Foundations of Computer Science/Algorithms and Programs
Algorithms and Programs
[edit | edit source]An algorithm can be defined as a set of steps used to solve a specific problem. For example, a cook may use a recipe when preparing a specific type of food. Similarly, in computer science, algorithms are the conceptual solutions used to create programs. It is important to distinguish an algorithm from a program. The implementation of an algorithm is known as a program.
Defining information processes
[edit | edit source]Computer is about information processes. Once information is represented concretely using different patterns of symbols it can be processed to derive new information. We learned that computers use the binary system internally to represent everything as sequence of bits - zeros and ones. Chapter 1 of the Blown to Bits book talks about the digital explosion of bits as the result of the innovations in computing and technologies, which enable us to turn information into bits and shared them with unprecedented speed.

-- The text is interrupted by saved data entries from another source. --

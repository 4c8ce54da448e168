use axum::{
    Json,
    extract::{Path, State},
};
use std::sync::Arc;

use super::{ApiError, ApiResponse, AppState, ImportStatusDto};
use crate::api::types::DeleteSummaryDto;
use crate::domain::Source;
use crate::models::sync::SyncOutcome;

fn parse_source(raw: &str) -> Result<Source, ApiError> {
    raw.parse().map_err(|_| ApiError::source_not_found(raw))
}

/// Kick off a run in the background. A start racing an active run gets the
/// sentinel outcome back instead of a second fetch loop.
pub async fn start_import(
    State(state): State<Arc<AppState>>,
    Path(source): Path<String>,
) -> Result<Json<ApiResponse<SyncOutcome>>, ApiError> {
    let source = parse_source(&source)?;
    let Some(runner) = state.shared.runner(source) else {
        return Err(ApiError::validation(format!(
            "Source '{source}' is not enabled"
        )));
    };

    if runner.is_running() {
        return Ok(Json(ApiResponse::success(SyncOutcome::already_running())));
    }

    let runner = Arc::clone(runner);
    tokio::spawn(async move {
        runner.start().await;
    });

    Ok(Json(ApiResponse::success(SyncOutcome::default())))
}

pub async fn pause_import(
    State(state): State<Arc<AppState>>,
    Path(source): Path<String>,
) -> Result<Json<ApiResponse<String>>, ApiError> {
    let source = parse_source(&source)?;
    let Some(runner) = state.shared.runner(source) else {
        return Err(ApiError::validation(format!(
            "Source '{source}' is not enabled"
        )));
    };

    runner.pause().await?;
    Ok(Json(ApiResponse::success(format!(
        "Pause requested for {source}"
    ))))
}

pub async fn get_import_status(
    State(state): State<Arc<AppState>>,
    Path(source): Path<String>,
) -> Result<Json<ApiResponse<ImportStatusDto>>, ApiError> {
    let source = parse_source(&source)?;
    let status = state
        .shared
        .store
        .ensure_import_status(source.as_str())
        .await?;
    Ok(Json(ApiResponse::success(status.into())))
}

pub async fn list_import_statuses(
    State(state): State<Arc<AppState>>,
) -> Result<Json<ApiResponse<Vec<ImportStatusDto>>>, ApiError> {
    let rows = state.shared.store.list_import_statuses().await?;
    Ok(Json(ApiResponse::success(
        rows.into_iter().map(Into::into).collect(),
    )))
}

/// Remove every record for a source and reset its status row, so the next
/// run starts over from phase 1, page 1.
pub async fn delete_source_data(
    State(state): State<Arc<AppState>>,
    Path(source): Path<String>,
) -> Result<Json<ApiResponse<DeleteSummaryDto>>, ApiError> {
    let source = parse_source(&source)?;

    if let Some(runner) = state.shared.runner(source) {
        if runner.is_running() {
            return Err(ApiError::Conflict(format!(
                "Import for '{source}' is running; pause it first"
            )));
        }
    }

    let deleted = state.shared.store.delete_by_source(source).await?;
    state
        .shared
        .store
        .ensure_import_status(source.as_str())
        .await?;
    state
        .shared
        .store
        .reset_import_status(source.as_str())
        .await?;

    Ok(Json(ApiResponse::success(DeleteSummaryDto {
        source: source.as_str().to_string(),
        deleted_records: deleted,
    })))
}
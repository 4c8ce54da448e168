use anyhow::Result;
use reqwest::Client;
use serde::Deserialize;
use std::sync::Arc;

use crate::constants::rate;
use crate::domain::{ContentStatus, MediaType, Source};
use crate::models::content::{ContentRecord, EpisodeInfo};
use crate::services::rate_limit::RequestGate;

const JIKAN_API: &str = "https://api.jikan.moe/v4";

#[derive(Debug, Deserialize)]
struct JikanResponse<T> {
    data: T,
    pagination: Option<Pagination>,
}

#[derive(Debug, Deserialize)]
struct Pagination {
    has_next_page: Option<bool>,
    items: Option<PaginationItems>,
}

#[derive(Debug, Deserialize)]
struct PaginationItems {
    total: Option<i32>,
}

#[derive(Debug, Deserialize)]
pub struct MalAnime {
    pub mal_id: i32,
    pub title: String,
    pub title_english: Option<String>,
    pub episodes: Option<i32>,
    pub status: Option<String>,
    #[serde(rename = "type")]
    pub anime_type: Option<String>,
    pub source: Option<String>,
    pub score: Option<f64>,
    pub scored_by: Option<i32>,
    pub members: Option<i64>,
    pub synopsis: Option<String>,
    pub duration: Option<String>,
    pub season: Option<String>,
    pub year: Option<i32>,
    pub broadcast: Option<Broadcast>,
    pub genres: Option<Vec<MalGenericInfo>>,
    pub themes: Option<Vec<MalGenericInfo>>,
    pub studios: Option<Vec<MalGenericInfo>>,
    pub images: Option<MalImages>,
    pub aired: Option<Aired>,
}

#[derive(Debug, Deserialize)]
pub struct Aired {
    pub from: Option<String>,
    pub to: Option<String>,
    pub prop: Option<AiredProp>,
}

#[derive(Debug, Deserialize)]
pub struct AiredProp {
    pub from: Option<AiredDate>,
    pub to: Option<AiredDate>,
}

#[derive(Debug, Deserialize)]
pub struct AiredDate {
    pub year: Option<i32>,
}

impl MalAnime {
    #[must_use]
    pub fn get_start_year(&self) -> Option<i32> {
        if let Some(year) = self.year {
            return Some(year);
        }

        self.aired
            .as_ref()
            .and_then(|a| a.prop.as_ref())
            .and_then(|p| p.from.as_ref())
            .and_then(|f| f.year)
    }

    #[must_use]
    pub fn get_end_year(&self) -> Option<i32> {
        self.aired
            .as_ref()
            .and_then(|a| a.prop.as_ref())
            .and_then(|p| p.to.as_ref())
            .and_then(|t| t.year)
    }
}

#[derive(Debug, Deserialize)]
pub struct MalGenericInfo {
    pub mal_id: i32,
    pub name: String,
}

#[derive(Debug, Deserialize)]
pub struct Broadcast {
    pub day: Option<String>,
    pub time: Option<String>,
    pub string: Option<String>,
}

#[derive(Debug, Deserialize)]
pub struct MalImages {
    pub jpg: Option<MalImageSet>,
}

#[derive(Debug, Deserialize)]
pub struct MalImageSet {
    pub image_url: Option<String>,
    pub large_image_url: Option<String>,
}

#[derive(Debug, Deserialize)]
pub struct MalEpisode {
    pub mal_id: i32,
    pub title: Option<String>,
    pub aired: Option<String>,
    pub score: Option<f64>,
    #[serde(default)]
    pub filler: bool,
    #[serde(default)]
    pub recap: bool,
}

/// One page of results plus whether more pages follow.
#[derive(Debug)]
pub struct JikanPage<T> {
    pub items: Vec<T>,
    pub has_next_page: bool,
    pub total_items: Option<i32>,
}

#[derive(Clone)]
pub struct JikanClient {
    client: Client,
    gate: Arc<RequestGate>,
}

impl JikanClient {
    #[must_use]
    pub fn new(client: Client) -> Self {
        Self {
            client,
            gate: Arc::new(RequestGate::new(
                "jikan",
                rate::JIKAN_LIMIT,
                rate::JIKAN_WINDOW,
            )),
        }
    }

    async fn fetch_page_of(&self, url: &str) -> Result<JikanPage<MalAnime>> {
        self.gate.acquire().await;
        let response = self.client.get(url).send().await?;

        if response.status() == reqwest::StatusCode::NOT_FOUND {
            return Ok(JikanPage {
                items: Vec::new(),
                has_next_page: false,
                total_items: None,
            });
        }
        if !response.status().is_success() {
            let status = response.status();
            let body = response.text().await.unwrap_or_default();
            return Err(anyhow::anyhow!("Jikan API error: {} - {}", status, body));
        }

        let response: JikanResponse<Vec<MalAnime>> = response.json().await?;
        let pagination = response.pagination;
        Ok(JikanPage {
            items: response.data,
            has_next_page: pagination
                .as_ref()
                .and_then(|p| p.has_next_page)
                .unwrap_or(false),
            total_items: pagination
                .and_then(|p| p.items)
                .and_then(|i| i.total),
        })
    }

    /// One page of the full anime index, ordered by MAL id for a stable
    /// walk.
    pub async fn list_page(&self, page: u32) -> Result<JikanPage<MalAnime>> {
        let url = format!("{JIKAN_API}/anime?page={page}&order_by=mal_id&sort=asc");
        self.fetch_page_of(&url).await
    }

    pub async fn top_page(&self, page: u32) -> Result<JikanPage<MalAnime>> {
        let url = format!("{JIKAN_API}/top/anime?page={page}");
        self.fetch_page_of(&url).await
    }

    pub async fn season_page(&self, year: i32, season: &str, page: u32) -> Result<JikanPage<MalAnime>> {
        let url = format!("{JIKAN_API}/seasons/{year}/{season}?page={page}");
        self.fetch_page_of(&url).await
    }

    pub async fn get_anime(&self, mal_id: i32) -> Result<Option<MalAnime>> {
        self.gate.acquire().await;
        let url = format!("{JIKAN_API}/anime/{mal_id}");
        let response = self.client.get(&url).send().await?;

        if response.status() == reqwest::StatusCode::NOT_FOUND {
            return Ok(None);
        }
        if !response.status().is_success() {
            let status = response.status();
            let body = response.text().await.unwrap_or_default();
            return Err(anyhow::anyhow!("Jikan API error: {} - {}", status, body));
        }

        let response: JikanResponse<MalAnime> = response.json().await?;
        Ok(Some(response.data))
    }

    pub async fn get_episodes(&self, mal_id: i32, page: u32) -> Result<JikanPage<MalEpisode>> {
        self.gate.acquire().await;
        let url = format!("{JIKAN_API}/anime/{mal_id}/episodes?page={page}");
        let response = self.client.get(&url).send().await?;

        if response.status() == reqwest::StatusCode::NOT_FOUND {
            return Ok(JikanPage {
                items: Vec::new(),
                has_next_page: false,
                total_items: None,
            });
        }
        if !response.status().is_success() {
            let status = response.status();
            let body = response.text().await.unwrap_or_default();
            return Err(anyhow::anyhow!("Jikan API error: {} - {}", status, body));
        }

        let response: JikanResponse<Vec<MalEpisode>> = response.json().await?;
        let has_next_page = response
            .pagination
            .as_ref()
            .and_then(|p| p.has_next_page)
            .unwrap_or(false);
        Ok(JikanPage {
            items: response.data,
            has_next_page,
            total_items: None,
        })
    }

    pub async fn search(&self, query: &str, page: u32) -> Result<JikanPage<MalAnime>> {
        let url = format!(
            "{JIKAN_API}/anime?q={}&page={page}",
            urlencoding::encode(query)
        );
        self.fetch_page_of(&url).await
    }
}

#[must_use]
pub fn map_status(raw: &str) -> Option<ContentStatus> {
    match raw {
        "Currently Airing" => Some(ContentStatus::Airing),
        "Finished Airing" => Some(ContentStatus::Completed),
        "Not yet aired" => Some(ContentStatus::Upcoming),
        _ => None,
    }
}

#[must_use]
pub fn to_content_record(anime: &MalAnime) -> ContentRecord {
    let mut record = ContentRecord::new(
        Source::Jikan,
        anime.mal_id.to_string(),
        anime.title.clone(),
        MediaType::Anime,
    );

    record.overview = anime.synopsis.as_deref().and_then(super::strip_html);
    record.genres = names(&anime.genres);
    record.tags = names(&anime.themes);
    record.studio = anime
        .studios
        .as_ref()
        .and_then(|s| s.first())
        .map(|s| s.name.clone());
    record.source_material = anime.source.clone();
    record.poster_url = anime.images.as_ref().and_then(|i| {
        i.jpg
            .as_ref()
            .and_then(|j| j.large_image_url.clone().or_else(|| j.image_url.clone()))
    });
    record.popularity = anime.members.map(|m| m as f64);
    record.year = anime.get_start_year();
    record.end_year = anime.get_end_year();
    record.release_date = anime.aired.as_ref().and_then(|a| a.from.clone());
    record.status = anime.status.as_deref().and_then(map_status);
    record.total_episodes = anime.episodes;
    record.season = anime.season.clone();
    record.runtime = anime.duration.as_deref().and_then(parse_duration_minutes);
    record.rating = anime.score;
    record.mal_rating = anime.score;

    if let Some(broadcast) = &anime.broadcast {
        record.air_time = broadcast.time.clone();
        record.air_days = broadcast.day.iter().cloned().collect();
    }

    record
}

/// Attach a fetched episode list, normalizing MAL's field names onto the
/// unified `number`/`airdate` shape.
pub fn attach_episodes(record: &mut ContentRecord, episodes: &[MalEpisode]) {
    record.episode_data = episodes
        .iter()
        .enumerate()
        .map(|(index, e)| EpisodeInfo {
            id: Some(i64::from(e.mal_id)),
            title: e.title.clone(),
            season: None,
            number: index as i32 + 1,
            airdate: e.aired.clone(),
            summary: None,
            score: e.score,
            filler: Some(e.filler),
            recap: Some(e.recap),
        })
        .collect();
    if record.total_episodes.is_none() {
        record.total_episodes = Some(record.episode_data.len() as i32);
    }
}

fn names(infos: &Option<Vec<MalGenericInfo>>) -> Vec<String> {
    infos
        .as_ref()
        .map(|list| list.iter().map(|i| i.name.clone()).collect())
        .unwrap_or_default()
}

fn parse_duration_minutes(raw: &str) -> Option<i32> {
    // "24 min per ep" / "1 hr 55 min"
    let mut minutes = 0;
    let mut tokens = raw.split_whitespace().peekable();
    while let Some(token) = tokens.next() {
        if let Ok(value) = token.parse::<i32>() {
            match tokens.peek().copied() {
                Some("hr") | Some("hr.") => minutes += value * 60,
                Some("min") | Some("min.") => minutes += value,
                _ => {}
            }
        }
    }
    if minutes > 0 { Some(minutes) } else { None }
}

#[cfg(test)]
mod tests {
    use super::*;

    #[test]
    fn maps_every_native_status() {
        assert_eq!(map_status("Currently Airing"), Some(ContentStatus::Airing));
        assert_eq!(
            map_status("Finished Airing"),
            Some(ContentStatus::Completed)
        );
        assert_eq!(map_status("Not yet aired"), Some(ContentStatus::Upcoming));
        assert_eq!(map_status("On Hiatus"), None);
    }

    #[test]
    fn parses_episode_durations() {
        assert_eq!(parse_duration_minutes("24 min per ep"), Some(24));
        assert_eq!(parse_duration_minutes("1 hr 55 min"), Some(115));
        assert_eq!(parse_duration_minutes("Unknown"), None);
    }

    #[test]
    fn converts_anime_and_normalizes_episode_fields() {
        let json = serde_json::json!({
            "mal_id": 52991,
            "title": "Sousou no Frieren",
            "title_english": "Frieren: Beyond Journey's End",
            "episodes": 28,
            "status": "Finished Airing",
            "type": "TV",
            "source": "Manga",
            "score": 9.3,
            "scored_by": 500000,
            "members": 1200000,
            "synopsis": "During their decade-long quest...",
            "duration": "24 min per ep",
            "season": "fall",
            "year": 2023,
            "broadcast": { "day": "Fridays", "time": "23:00", "string": "Fridays at 23:00 (JST)" },
            "genres": [{ "mal_id": 2, "name": "Adventure" }],
            "themes": [{ "mal_id": 50, "name": "Fantasy" }],
            "studios": [{ "mal_id": 11, "name": "Madhouse" }],
            "aired": { "from": "2023-09-29T00:00:00+00:00", "to": "2024-03-22T00:00:00+00:00",
                       "prop": { "from": { "year": 2023 }, "to": { "year": 2024 } } }
        });
        let anime: MalAnime = serde_json::from_value(json).unwrap();
        let mut record = to_content_record(&anime);

        assert_eq!(record.key(), (Source::Jikan, "52991"));
        assert_eq!(record.media_type, MediaType::Anime);
        assert_eq!(record.status, Some(ContentStatus::Completed));
        assert_eq!(record.year, Some(2023));
        assert_eq!(record.end_year, Some(2024));
        assert_eq!(record.studio.as_deref(), Some("Madhouse"));
        assert_eq!(record.source_material.as_deref(), Some("Manga"));
        assert_eq!(record.mal_rating, Some(9.3));
        assert_eq!(record.runtime, Some(24));
        assert_eq!(record.air_days, vec!["Fridays".to_string()]);

        let episodes = vec![
            MalEpisode {
                mal_id: 1,
                title: Some("The Journey's End".to_string()),
                aired: Some("2023-09-29T00:00:00+00:00".to_string()),
                score: Some(4.6),
                filler: false,
                recap: false,
            },
            MalEpisode {
                mal_id: 2,
                title: None,
                aired: None,
                score: None,
                filler: true,
                recap: false,
            },
        ];
        attach_episodes(&mut record, &episodes);

        assert_eq!(record.episode_data.len(), 2);
        assert_eq!(record.episode_data[0].number, 1);
        assert_eq!(
            record.episode_data[0].airdate.as_deref(),
            Some("2023-09-29T00:00:00+00:00")
        );
        assert_eq!(record.episode_data[1].filler, Some(true));
    }
}
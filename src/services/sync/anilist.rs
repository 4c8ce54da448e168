use anyhow::Result;
use async_trait::async_trait;
use std::sync::Arc;

use crate::clients::anilist::{self, AnilistClient};
use crate::domain::Source;
use crate::services::catalog::{CatalogSource, FetchedItem};

/// AniList's full anime catalog via the GraphQL paginator, ordered by id.
pub struct AnilistCatalog {
    client: Arc<AnilistClient>,
}

impl AnilistCatalog {
    #[must_use]
    pub fn new(client: Arc<AnilistClient>) -> Self {
        Self { client }
    }
}

#[async_trait]
impl CatalogSource for AnilistCatalog {
    fn source(&self) -> Source {
        Source::Anilist
    }

    async fn fetch_page(&self, page: u32) -> Result<Vec<FetchedItem>> {
        let page = self.client.list_page(page).await?;
        Ok(page
            .media
            .iter()
            .map(|media| FetchedItem::new(anilist::to_content_record(media)))
            .collect())
    }

    async fn fetch_detail(&self, source_id: &str) -> Result<Option<FetchedItem>> {
        let id: i32 = source_id
            .parse()
            .map_err(|_| anyhow::anyhow!("Invalid AniList id: {source_id}"))?;
        let media = self.client.get_media(id).await?;
        Ok(media.map(|media| FetchedItem::new(anilist::to_content_record(&media))))
    }

    async fn total_available(&self) -> Result<Option<i32>> {
        Ok(self.client.list_page(1).await?.total)
    }
}
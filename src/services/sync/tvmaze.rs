use anyhow::Result;
use async_trait::async_trait;
use std::sync::Arc;

use crate::clients::tvmaze::{self, TvmazeClient};
use crate::domain::Source;
use crate::services::catalog::{CatalogSource, FetchedItem};

/// TVmaze's full show index. Pages here are 1-based; the API itself is
/// 0-based, and a 404 past the end surfaces as the empty page that
/// terminates phase 2.
pub struct TvmazeCatalog {
    client: Arc<TvmazeClient>,
}

impl TvmazeCatalog {
    #[must_use]
    pub fn new(client: Arc<TvmazeClient>) -> Self {
        Self { client }
    }
}

#[async_trait]
impl CatalogSource for TvmazeCatalog {
    fn source(&self) -> Source {
        Source::Tvmaze
    }

    async fn fetch_page(&self, page: u32) -> Result<Vec<FetchedItem>> {
        let shows = self.client.fetch_index_page(page.saturating_sub(1)).await?;
        Ok(shows
            .iter()
            .map(|show| {
                FetchedItem::with_imdb_id(tvmaze::to_content_record(show), show.imdb_id())
            })
            .collect())
    }

    async fn fetch_detail(&self, source_id: &str) -> Result<Option<FetchedItem>> {
        let id: i64 = source_id
            .parse()
            .map_err(|_| anyhow::anyhow!("Invalid TVmaze id: {source_id}"))?;
        let show = self.client.get_show(id).await?;
        Ok(show.map(|show| {
            FetchedItem::with_imdb_id(tvmaze::to_content_record(&show), show.imdb_id())
        }))
    }
}
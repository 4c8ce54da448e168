//! The single quota-gated path to OMDb.
//!
//! Conversion never fetches ratings itself; both the import runners (for
//! import-time freshness) and the backfill manager call through here, so
//! the quota check, the "checked, no data" stamp and the rating patch
//! behave identically no matter who asked.

use anyhow::Result;
use chrono::Utc;
use std::sync::Arc;
use tracing::debug;

use crate::clients::omdb::OmdbClient;
use crate::db::Store;
use crate::models::content::RatingPatch;
use crate::services::quota::QuotaProvider;

#[derive(Debug, Clone, Copy, PartialEq, Eq)]
pub enum EnrichOutcome {
    /// A rating was fetched and persisted.
    Applied,
    /// OMDb answered but had no rating; the id and a checked-at stamp were
    /// persisted so the record is not retried every tick.
    NoData,
    /// Quota exhausted or no OMDb client configured; nothing persisted.
    Skipped,
}

pub struct EnrichmentService {
    store: Store,
    omdb: Option<Arc<OmdbClient>>,
    quota: Arc<QuotaProvider>,
}

impl EnrichmentService {
    #[must_use]
    pub fn new(store: Store, omdb: Option<Arc<OmdbClient>>, quota: Arc<QuotaProvider>) -> Self {
        Self { store, omdb, quota }
    }

    #[must_use]
    pub fn quota(&self) -> &Arc<QuotaProvider> {
        &self.quota
    }

    #[must_use]
    pub fn is_enabled(&self) -> bool {
        self.omdb.is_some()
    }

    /// Fetch ratings for one record by IMDb id and persist the result.
    pub async fn enrich(&self, content_id: i32, imdb_id: &str) -> Result<EnrichOutcome> {
        let Some(omdb) = &self.omdb else {
            return Ok(EnrichOutcome::Skipped);
        };
        if self.quota.is_exhausted().await? {
            debug!(content_id, "OMDb quota exhausted, skipping enrichment");
            return Ok(EnrichOutcome::Skipped);
        }

        let rating = omdb.get_by_imdb_id(imdb_id).await?;
        self.quota.increment().await?;

        let now = Utc::now().to_rfc3339();
        match rating {
            Some(r) if r.imdb_rating.is_some() => {
                self.store
                    .apply_rating_patch(
                        content_id,
                        &RatingPatch {
                            imdb_id: Some(imdb_id.to_string()),
                            imdb_rating: r.imdb_rating,
                            vote_count: r.imdb_votes,
                            rotten_tomatoes_rating: r.rotten_tomatoes,
                            imdb_checked_at: Some(now),
                        },
                    )
                    .await?;
                Ok(EnrichOutcome::Applied)
            }
            _ => {
                // Persisting the id + stamp distinguishes "checked, no
                // data" from "never checked".
                self.store
                    .apply_rating_patch(
                        content_id,
                        &RatingPatch {
                            imdb_id: Some(imdb_id.to_string()),
                            imdb_checked_at: Some(now),
                            ..Default::default()
                        },
                    )
                    .await?;
                Ok(EnrichOutcome::NoData)
            }
        }
    }

    /// Record that a record has no resolvable external id, so the backfill
    /// does not re-attempt it on every tick.
    pub async fn mark_checked(&self, content_id: i32) -> Result<()> {
        self.store
            .apply_rating_patch(
                content_id,
                &RatingPatch {
                    imdb_checked_at: Some(Utc::now().to_rfc3339()),
                    ..Default::default()
                },
            )
            .await
    }
}
//! Compact JSON-lines span records.
//!
//! Each finished span becomes one self-contained JSON object, so the trace file
//! can be inspected with `jq` or grepped by trace ID without a collector.
//!
//! ```json
//! {"service":"dexview","traceId":"…","spanId":"…","parentSpanId":"…",
//!  "name":"fetch_worker_handle","startUnixNano":…,"durationMicros":…,
//!  "status":"unset","attributes":{"kind":"Page","ticket":"#3"},"events":[…]}
//! ```

use opentelemetry::trace::{SpanId, Status};
use opentelemetry::{KeyValue, Value};
use opentelemetry_sdk::export::trace::SpanData;
use serde::Serialize;
use serde_json::{Map, Value as JsonValue};
use std::time::{Duration, SystemTime, UNIX_EPOCH};

/// One exported span.
#[derive(Debug, Clone, PartialEq, Serialize)]
#[serde(rename_all = "camelCase")]
pub struct SpanRecord {
    pub service: String,
    pub trace_id: String,

    pub span_id: String,

    /// Empty for root spans.
    #[serde(skip_serializing_if = "String::is_empty")]
    pub parent_span_id: String,

    pub name: String,
    pub start_unix_nano: u128,
    pub duration_micros: u128,
    pub status: String,
    pub attributes: Map<String, JsonValue>,

    #[serde(skip_serializing_if = "Vec::is_empty")]
    pub events: Vec<EventRecord>,
}

/// A log event recorded inside a span, e.g. a `tracing::debug!` call.
#[derive(Debug, Clone, PartialEq, Serialize)]
#[serde(rename_all = "camelCase")]
pub struct EventRecord {
    pub name: String,

    /// Offset from the span start.
    pub offset_micros: u128,

    pub attributes: Map<String, JsonValue>,
}

impl SpanRecord {
    /// Flattens SDK span data into a record for `service`.
    #[must_use]
    pub fn from_span(service: &str, span: &SpanData) -> Self {
        let start = unix_nanos(span.start_time);
        let duration = span
            .end_time
            .duration_since(span.start_time)
            .unwrap_or(Duration::ZERO);

        let parent_span_id = if span.parent_span_id == SpanId::INVALID {
            String::new()
        } else {
            format!("{:016x}", span.parent_span_id)
        };

        let events = span
            .events
            .iter()
            .map(|event| EventRecord {
                name: event.name.to_string(),
                offset_micros: event
                    .timestamp
                    .duration_since(span.start_time)
                    .unwrap_or(Duration::ZERO)
                    .as_micros(),
                attributes: attribute_map(&event.attributes),
            })
            .collect();

        Self {
            service: service.to_string(),
            trace_id: format!("{:032x}", span.span_context.trace_id()),
            span_id: format!("{:016x}", span.span_context.span_id()),
            parent_span_id,
            name: span.name.to_string(),
            start_unix_nano: start,
            duration_micros: duration.as_micros(),
            status: status_label(&span.status),
            attributes: attribute_map(&span.attributes),
            events,
        }
    }
}

fn unix_nanos(time: SystemTime) -> u128 {
    time.duration_since(UNIX_EPOCH)
        .unwrap_or(Duration::ZERO)
        .as_nanos()
}

fn status_label(status: &Status) -> String {
    match status {
        Status::Unset => "unset".to_string(),
        Status::Ok => "ok".to_string(),
        Status::Error { description } => format!("error: {description}"),
    }
}

/// Collapses key/value pairs into a JSON object. Later duplicates win.
pub fn attribute_map(attributes: &[KeyValue]) -> Map<String, JsonValue> {
    attributes
        .iter()
        .map(|kv| (kv.key.to_string(), json_value(&kv.value)))
        .collect()
}

fn json_value(value: &Value) -> JsonValue {
    match value {
        Value::Bool(b) => JsonValue::Bool(*b),
        Value::I64(i) => JsonValue::from(*i),
        Value::F64(f) => serde_json::Number::from_f64(*f).map_or(JsonValue::Null, JsonValue::Number),
        Value::String(s) => JsonValue::String(s.to_string()),
        Value::Array(_) => JsonValue::String(value.to_string()),
    }
}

Creating information processes is the topic of this chapter. We will learn that information processes start with conceptual solutions to problems and then can be implemented (coded) in ways understandable to machines. The conceptual solutions are called algorithms and the executable implementations are called programs.
What is an algorithm?
[edit | edit source]Algorithm is a rather fancy name for a simple idea: a step-by-step solution to a problem. Avi Wigderson once said algorithm is a common language for nature, human, and computer. The idea has been around for a long time. You are already familiar with many algorithms, such as tying your shoes, making coffee, send an email, and cooking a dish according to a recipe. Algorithms in computing are designed for computers to follow. Imagine we have built a machine that can perform the single digit addition procedure described in chapter one. Recall the procedure performs the addition using simple table lookup. If we give the machine two digits and ask it to perform the operation, it gives two digits back as the answer. Of course the numbers in the inputs and the output have to be represented (encoded) properly. Even though the machine doesn't understand addition, it should be able to perform the addition correctly. However, the machine will not perform the addition unless it is instructed to do so. The command (with input values) that signals the machine to perform an addition is called an instruction. We have imagined that it is not hard to use the addition procedure to create other more complex procedures that can perform more impressive activities. Before we can create such procedures we must identify a problem and find a conceptual solution to it. Often time the conceptual solution is one that can be carried out manually by a person. This conceptual solution is an algorithm.
Why study algorithms?
[edit | edit source]Algorithm is a center piece in the computer science discipline. As we discussed in chapter one, computing can be done blindly or purely mechanically by a simple device. The intelligence of any computation (information process) lies in the algorithm that defines it.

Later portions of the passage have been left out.